(Recorded data Opens)
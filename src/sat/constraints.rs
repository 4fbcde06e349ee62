#![warn(clippy::all, clippy::pedantic)]
//! Composable cardinality constraint builders.
//!
//! Encoders that map a problem onto CNF tend to need the same handful of
//! patterns over a group of literals: at least one holds, at most one
//! holds, exactly one holds. These helpers generate the clauses once so
//! encoders never hand-roll the pairwise expansions.

use crate::sat::cnf::{Cnf, CnfError};
use itertools::Itertools;

/// At least one of `literals` is true: a single disjunction.
///
/// # Errors
///
/// Propagates validation failures from [`Cnf::add_clause`].
pub fn at_least_one(cnf: &mut Cnf, literals: &[i32]) -> Result<(), CnfError> {
    cnf.add_clause(literals.iter().copied())
}

/// At most one of `literals` is true, encoded pairwise: for every pair,
/// not both. Quadratic in the group size, which is fine for the small
/// groups cardinality constraints are typically built over.
///
/// # Errors
///
/// Propagates validation failures from [`Cnf::add_clause`].
pub fn at_most_one(cnf: &mut Cnf, literals: &[i32]) -> Result<(), CnfError> {
    for (&a, &b) in literals.iter().tuple_combinations() {
        cnf.add_clause([negated(a)?, negated(b)?])?;
    }
    Ok(())
}

/// Exactly one of `literals` is true.
///
/// # Errors
///
/// Propagates validation failures from [`Cnf::add_clause`].
pub fn exactly_one(cnf: &mut Cnf, literals: &[i32]) -> Result<(), CnfError> {
    at_least_one(cnf, literals)?;
    at_most_one(cnf, literals)
}

/// `premise` implies `conclusion`.
///
/// # Errors
///
/// Propagates validation failures from [`Cnf::add_clause`].
pub fn implies(cnf: &mut Cnf, premise: i32, conclusion: i32) -> Result<(), CnfError> {
    cnf.add_clause([negated(premise)?, conclusion])
}

/// `i32::MIN` would be rejected by `add_clause` anyway, but it has to be
/// caught before negation overflows.
fn negated(literal: i32) -> Result<i32, CnfError> {
    literal.checked_neg().ok_or(CnfError::InvalidLiteral)
}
(Recorded data Closes)
## Your assignment:
All that is needed is the opening run of the data, given again exactly: please include every line from the first through the line with "most one of", both ends kept.

## Final answer:
filename src/sat/constraints.rs
repository 4fbcde06e349ee62
#![warn(clippy::all, clippy::pedantic)]
//! Composable cardinality constraint builders.
//!
//! Encoders that map a problem onto CNF tend to need the same handful of
//! patterns over a group of literals: at least one holds, at most one
//! holds, exactly one holds. These helpers generate the clauses once so
//! encoders never hand-roll the pairwise expansions.

use crate::sat::cnf::{Cnf, CnfError};
use itertools::Itertools;

/// At least one of `literals` is true: a single disjunction.
///
/// # Errors
///
/// Propagates validation failures from [`Cnf::add_clause`].
pub fn at_least_one(cnf: &mut Cnf, literals: &[i32]) -> Result<(), CnfError> {
    cnf.add_clause(literals.iter().copied())
}

/// At most one of `literals` is true, encoded pairwise: for every pair,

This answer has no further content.